INFORMATION GIVEN:
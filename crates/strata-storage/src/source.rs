use std::fmt;
use std::sync::Arc;

/// Provenance tag attached to every entity.
///
/// `kind` names the subsystem that produced the entity (an importer, a
/// sync, user edits); `location` optionally narrows it down, for example to
/// the build file the entity was imported from.
#[derive(Clone, PartialEq, Eq, Hash, PartialOrd, Ord)]
pub struct EntitySource {
    kind: Arc<str>,
    location: Option<Arc<str>>,
}

impl EntitySource {
    pub fn new(kind: impl AsRef<str>) -> Self {
        Self {
            kind: Arc::from(kind.as_ref()),
            location: None,
        }
    }

    pub fn with_location(kind: impl AsRef<str>, location: impl AsRef<str>) -> Self {
        Self {
            kind: Arc::from(kind.as_ref()),
            location: Some(Arc::from(location.as_ref())),
        }
    }

    pub fn kind(&self) -> &str {
        &self.kind
    }

    pub fn location(&self) -> Option<&str> {
        self.location.as_deref()
    }
}

impl fmt::Debug for EntitySource {
    fn fmt(&self, f: &mut fmt::Formatter<'_>) -> fmt::Result {
        match &self.location {
            Some(location) => write!(f, "{}({location})", self.kind),
            None => f.write_str(&self.kind),
        }
    }
}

TASK ITEM:
Give back all the records above exactly as they were written.

EXERCISE RESULT:
filename crates/strata-storage/src/source.rs
use std::fmt;
use std::sync::Arc;

/// Provenance tag attached to every entity.
///
/// `kind` names the subsystem that produced the entity (an importer, a
/// sync, user edits); `location` optionally narrows it down, for example to
/// the build file the entity was imported from.
#[derive(Clone, PartialEq, Eq, Hash, PartialOrd, Ord)]
pub struct EntitySource {
    kind: Arc<str>,
    location: Option<Arc<str>>,
}

impl EntitySource {
    pub fn new(kind: impl AsRef<str>) -> Self {
        Self {
            kind: Arc::from(kind.as_ref()),
            location: None,
        }
    }

    pub fn with_location(kind: impl AsRef<str>, location: impl AsRef<str>) -> Self {
        Self {
            kind: Arc::from(kind.as_ref()),
            location: Some(Arc::from(location.as_ref())),
        }
    }

    pub fn kind(&self) -> &str {
        &self.kind
    }

    pub fn location(&self) -> Option<&str> {
        self.location.as_deref()
    }
}

impl fmt::Debug for EntitySource {
    fn fmt(&self, f: &mut fmt::Formatter<'_>) -> fmt::Result {
        match &self.location {
            Some(location) => write!(f, "{}({location})", self.kind),
            None => f.write_str(&self.kind),
        }
    }
}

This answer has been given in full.